In sci.electronics.design, "a.n" <recycle@no-spam> wrote:
>> I'm gonna go way out on a limb here and say NO.
>>
>> You're asking for a lot of sensitivity. My cheapo RS
>> SLM bottoms out at 50 dB.
>> If you want any kind of dynamic range, the switching
>> will dominate the circuitry anyway.
>> Why only 2-3 transistors? quad op-amps will take up
>> less space, use less power, have more gain.

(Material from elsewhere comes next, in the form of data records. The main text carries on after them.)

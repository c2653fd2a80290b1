//! Codecs that report progress while they work.
//!
//! A [`ProgressCodec`] knows up front how many steps encoding a value will take
//! (`size`) and calls [`Step::step`] exactly that many times. A cancelled step
//! aborts the operation immediately.

use std::io::{Read, Write};

use thiserror::Error;

use super::primitive::{StrCodec, read_len, write_len};
use super::union::Registry;
use super::{Codec, CodecError};
use crate::progress::{Cancelled, Step};

#[derive(Debug, Error)]
pub enum ProgressError {
    #[error(transparent)]
    Codec(#[from] CodecError),

    #[error(transparent)]
    Cancelled(#[from] Cancelled),
}

pub trait ProgressCodec: Send + Sync {
    type Value;

    /// Number of steps `encode` will perform for `value`.
    fn size(&self, value: &Self::Value) -> u64;

    fn encode(
        &self,
        steps: &mut dyn Step,
        sink: &mut dyn Write,
        value: &Self::Value,
    ) -> Result<(), ProgressError>;

    fn decode(
        &self,
        steps: &mut dyn Step,
        source: &mut dyn Read,
    ) -> Result<Self::Value, ProgressError>;
}

impl<P: ProgressCodec + ?Sized> ProgressCodec for &P {
    type Value = P::Value;

    fn size(&self, value: &Self::Value) -> u64 {
        (**self).size(value)
    }

    fn encode(
        &self,
        steps: &mut dyn Step,
        sink: &mut dyn Write,
        value: &Self::Value,
    ) -> Result<(), ProgressError> {
        (**self).encode(steps, sink, value)
    }

    fn decode(
        &self,
        steps: &mut dyn Step,
        source: &mut dyn Read,
    ) -> Result<Self::Value, ProgressError> {
        (**self).decode(steps, source)
    }
}

/// Any codec as a single unit of work.
#[derive(Debug, Clone, Copy, Default)]
pub struct WithProgress<C>(pub C);

pub const fn with_progress<C: Codec>(codec: C) -> WithProgress<C> {
    WithProgress(codec)
}

impl<C: Codec> ProgressCodec for WithProgress<C> {
    type Value = C::Value;

    fn size(&self, _value: &C::Value) -> u64 {
        1
    }

    fn encode(
        &self,
        steps: &mut dyn Step,
        sink: &mut dyn Write,
        value: &C::Value,
    ) -> Result<(), ProgressError> {
        self.0.encode(sink, value)?;
        steps.step()?;
        Ok(())
    }

    fn decode(
        &self,
        steps: &mut dyn Step,
        source: &mut dyn Read,
    ) -> Result<C::Value, ProgressError> {
        let value = self.0.decode(source)?;
        steps.step()?;
        Ok(value)
    }
}

/// Sequence whose size is the sum of its elements' sizes.
///
/// Writing the count is free; only elements step.
#[derive(Debug, Clone, Copy, Default)]
pub struct SequenceWithProgress<P>(pub P);

pub const fn sequence_with_progress<P: ProgressCodec>(codec: P) -> SequenceWithProgress<P> {
    SequenceWithProgress(codec)
}

impl<P: ProgressCodec> ProgressCodec for SequenceWithProgress<P> {
    type Value = Vec<P::Value>;

    fn size(&self, value: &Vec<P::Value>) -> u64 {
        value.iter().map(|item| self.0.size(item)).sum()
    }

    fn encode(
        &self,
        steps: &mut dyn Step,
        sink: &mut dyn Write,
        value: &Vec<P::Value>,
    ) -> Result<(), ProgressError> {
        write_len(sink, value.len())?;
        for item in value {
            self.0.encode(steps, sink, item)?;
        }
        Ok(())
    }

    fn decode(
        &self,
        steps: &mut dyn Step,
        source: &mut dyn Read,
    ) -> Result<Vec<P::Value>, ProgressError> {
        let len = read_len(source)?;
        let mut items = Vec::with_capacity(len.min(4096));
        for _ in 0..len {
            items.push(self.0.decode(steps, source)?);
        }
        Ok(items)
    }
}

trait ProgressVariant<T>: Send + Sync {
    fn matches(&self, value: &T) -> bool;

    fn size(&self, value: &T) -> u64;

    fn encode_payload(
        &self,
        union: &'static str,
        steps: &mut dyn Step,
        sink: &mut dyn Write,
        value: &T,
    ) -> Result<(), ProgressError>;

    fn decode_payload(&self, steps: &mut dyn Step, source: &mut dyn Read)
    -> Result<T, ProgressError>;
}

struct ProgressCase<P, W, U> {
    codec: P,
    wrap: W,
    unwrap: U,
}

impl<T, P, W, U> ProgressVariant<T> for ProgressCase<P, W, U>
where
    P: ProgressCodec,
    W: Fn(P::Value) -> T + Send + Sync,
    U: for<'a> Fn(&'a T) -> Option<&'a P::Value> + Send + Sync,
{
    fn matches(&self, value: &T) -> bool {
        (self.unwrap)(value).is_some()
    }

    fn size(&self, value: &T) -> u64 {
        (self.unwrap)(value).map_or(0, |payload| self.codec.size(payload))
    }

    fn encode_payload(
        &self,
        union: &'static str,
        steps: &mut dyn Step,
        sink: &mut dyn Write,
        value: &T,
    ) -> Result<(), ProgressError> {
        match (self.unwrap)(value) {
            Some(payload) => self.codec.encode(steps, sink, payload),
            None => Err(CodecError::UnregisteredVariant { union }.into()),
        }
    }

    fn decode_payload(
        &self,
        steps: &mut dyn Step,
        source: &mut dyn Read,
    ) -> Result<T, ProgressError> {
        Ok((self.wrap)(self.codec.decode(steps, source)?))
    }
}

/// Typename-tagged union whose variants are progress codecs.
///
/// Size, encode and decode dispatch to the variant; the class name itself costs
/// no steps.
#[derive(Debug)]
pub struct TypenameUnionWithProgress<T> {
    registry: Registry<&'static str, dyn ProgressVariant<T>>,
}

impl<T: 'static> TypenameUnionWithProgress<T> {
    pub fn builder(name: &'static str) -> TypenameUnionWithProgressBuilder<T> {
        TypenameUnionWithProgressBuilder {
            registry: Registry::new(name),
            error: None,
        }
    }
}

pub struct TypenameUnionWithProgressBuilder<T> {
    registry: Registry<&'static str, dyn ProgressVariant<T>>,
    error: Option<CodecError>,
}

impl<T: 'static> TypenameUnionWithProgressBuilder<T> {
    pub fn variant<P, W, U>(mut self, typename: &'static str, codec: P, wrap: W, unwrap: U) -> Self
    where
        P: ProgressCodec + 'static,
        W: Fn(P::Value) -> T + Send + Sync + 'static,
        U: for<'a> Fn(&'a T) -> Option<&'a P::Value> + Send + Sync + 'static,
    {
        let case = Box::new(ProgressCase { codec, wrap, unwrap });
        if !self.registry.insert(typename, case) && self.error.is_none() {
            self.error = Some(CodecError::DuplicateTypename {
                union: self.registry.name,
                name: typename,
            });
        }
        self
    }

    pub fn build(self) -> Result<TypenameUnionWithProgress<T>, CodecError> {
        match self.error {
            Some(e) => Err(e),
            None => Ok(TypenameUnionWithProgress {
                registry: self.registry,
            }),
        }
    }
}

impl<T> ProgressCodec for TypenameUnionWithProgress<T> {
    type Value = T;

    fn size(&self, value: &T) -> u64 {
        self.registry
            .find(|case| case.matches(value))
            .map_or(0, |(_, case)| case.size(value))
    }

    fn encode(
        &self,
        steps: &mut dyn Step,
        sink: &mut dyn Write,
        value: &T,
    ) -> Result<(), ProgressError> {
        let (typename, case) = self.registry.find(|case| case.matches(value))?;
        StrCodec.encode_str(sink, typename)?;
        case.encode_payload(self.registry.name, steps, sink, value)
    }

    fn decode(&self, steps: &mut dyn Step, source: &mut dyn Read) -> Result<T, ProgressError> {
        let typename = StrCodec.decode(source)?;
        let Some(case) = self.registry.get(typename.as_str()) else {
            return Err(CodecError::UnknownTypename {
                union: self.registry.name,
                name: typename,
            }
            .into());
        };
        case.decode_payload(steps, source)
    }
}

#[cfg(test)]
mod tests {
    use super::*;
    use crate::codec::{StrCodec, VarintCodec, sequence_of};
    use crate::progress::{CancellationToken, ProgressTracker};

    /// Counts steps and cancels itself after `limit` of them.
    #[derive(Default)]
    struct Counter {
        count: u64,
        limit: Option<u64>,
    }

    impl Step for Counter {
        fn step(&mut self) -> Result<(), Cancelled> {
            if self.limit.is_some_and(|limit| self.count >= limit) {
                return Err(Cancelled);
            }
            self.count += 1;
            Ok(())
        }
    }

    #[derive(Debug, Clone, PartialEq)]
    enum Item {
        Words(Vec<Vec<String>>),
        Number(u64),
    }

    fn items() -> TypenameUnionWithProgress<Item> {
        TypenameUnionWithProgress::<Item>::builder("Item")
            .variant(
                "Words",
                sequence_with_progress(with_progress(sequence_of(StrCodec))),
                Item::Words,
                |i| match i {
                    Item::Words(w) => Some(w),
                    _ => None,
                },
            )
            .variant("Number", with_progress(VarintCodec), Item::Number, |i| {
                match i {
                    Item::Number(n) => Some(n),
                    _ => None,
                }
            })
            .build()
            .unwrap()
    }

    #[test]
    fn sequence_steps_once_per_element_each_way() {
        let codec = sequence_with_progress(with_progress(VarintCodec));
        for n in [0u64, 1, 7, 100] {
            let value: Vec<u64> = (0..n).collect();
            assert_eq!(codec.size(&value), n);

            let mut steps = Counter::default();
            let mut bytes = Vec::new();
            codec.encode(&mut steps, &mut bytes, &value).unwrap();
            assert_eq!(steps.count, n);

            let mut steps = Counter::default();
            let decoded = codec.decode(&mut steps, &mut bytes.as_slice()).unwrap();
            assert_eq!(steps.count, n);
            assert_eq!(decoded, value);
        }
    }

    #[test]
    fn nested_sizes_multiply() {
        // N outer elements, each a sequence of k unit-step elements
        let codec = sequence_with_progress(sequence_with_progress(with_progress(StrCodec)));
        let (n, k) = (4, 3);
        let value: Vec<Vec<String>> = (0..n)
            .map(|i| (0..k).map(|j| format!("{i}.{j}")).collect())
            .collect();
        assert_eq!(codec.size(&value), (n * k) as u64);

        let mut steps = Counter::default();
        codec.encode(&mut steps, &mut Vec::<u8>::new(), &value).unwrap();
        assert_eq!(steps.count, (n * k) as u64);
    }

    #[test]
    fn union_dispatches_size_by_variant() {
        let codec = items();
        let words = Item::Words(vec![vec!["a".into()], vec![], vec!["b".into(), "c".into()]]);
        assert_eq!(codec.size(&words), 3);
        assert_eq!(codec.size(&Item::Number(9)), 1);

        let mut steps = Counter::default();
        let mut bytes = Vec::new();
        codec.encode(&mut steps, &mut bytes, &words).unwrap();
        assert_eq!(steps.count, 3);
        assert!(bytes.starts_with(b"\x05Words"));

        let mut steps = Counter::default();
        assert_eq!(codec.decode(&mut steps, &mut bytes.as_slice()).unwrap(), words);
        assert_eq!(steps.count, 3);
    }

    #[test]
    fn union_unknown_typename() {
        let err = items()
            .decode(&mut Counter::default(), &mut &b"\x04Bird"[..])
            .unwrap_err();
        insta::assert_snapshot!(err.to_string(), @"cannot decode enum class: Item/Bird");
    }

    fn as_number(item: &Item) -> Option<&u64> {
        match item {
            Item::Number(n) => Some(n),
            _ => None,
        }
    }

    #[test]
    fn case_rejects_foreign_variant() {
        let case = ProgressCase {
            codec: with_progress(VarintCodec),
            wrap: Item::Number,
            unwrap: as_number,
        };
        let mut bytes = Vec::new();
        let err = case
            .encode_payload("Item", &mut Counter::default(), &mut bytes, &Item::Words(vec![]))
            .unwrap_err();
        assert!(matches!(
            err,
            ProgressError::Codec(CodecError::UnregisteredVariant { union: "Item" })
        ));
        assert!(bytes.is_empty());
    }

    #[test]
    fn cancellation_propagates_from_step() {
        let codec = sequence_with_progress(with_progress(VarintCodec));
        let mut steps = Counter {
            count: 0,
            limit: Some(2),
        };
        let mut bytes = Vec::new();
        let err = codec
            .encode(&mut steps, &mut bytes, &vec![1, 2, 3, 4])
            .unwrap_err();
        assert!(matches!(err, ProgressError::Cancelled(Cancelled)));
        assert_eq!(steps.count, 2);
    }

    #[test]
    fn cancelled_tracker_aborts_decode() {
        let codec = sequence_with_progress(with_progress(VarintCodec));
        let mut bytes = Vec::new();
        codec
            .encode(&mut Counter::default(), &mut bytes, &vec![1, 2, 3])
            .unwrap();

        let token = CancellationToken::new();
        token.cancel();
        let mut tracker = ProgressTracker::new(token);
        let err = codec.decode(&mut tracker, &mut bytes.as_slice()).unwrap_err();
        assert!(matches!(err, ProgressError::Cancelled(_)));
    }
}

>> Why no other semiconductor devices? You'll probably
>> want at least one diode in the meter rectifier.
>>
>> Suggest that <3 semiconductors is not the best metric
>> for choosing a design.
>
>You may be right, and I suspect you are, but the reason I ask
>the question is that I have such a circuit, here it is:
>http://www.geo cities.com/jacklearner/101_0185.jpg
First off, the LED's might be better driven with National
Semiconductor's LED Bargraph driver chip, though that only gives fixed
ratios between segments, and you might want something different (which
would probably take a restitor divider string and a comparator for
each LED).
Next, here's an interesting link:
http://www.gti.net/wallin/audio/rsmeter/33-2050/33-2050.html
This thing only uses a single transistor for the front end, then it
uses an op-amp after the scale switching to get enough level to drive
the meter.
>In practice it is almost useless, but can you explain why it is so
>bad?
I think the other poster gave a reasonable circuit description.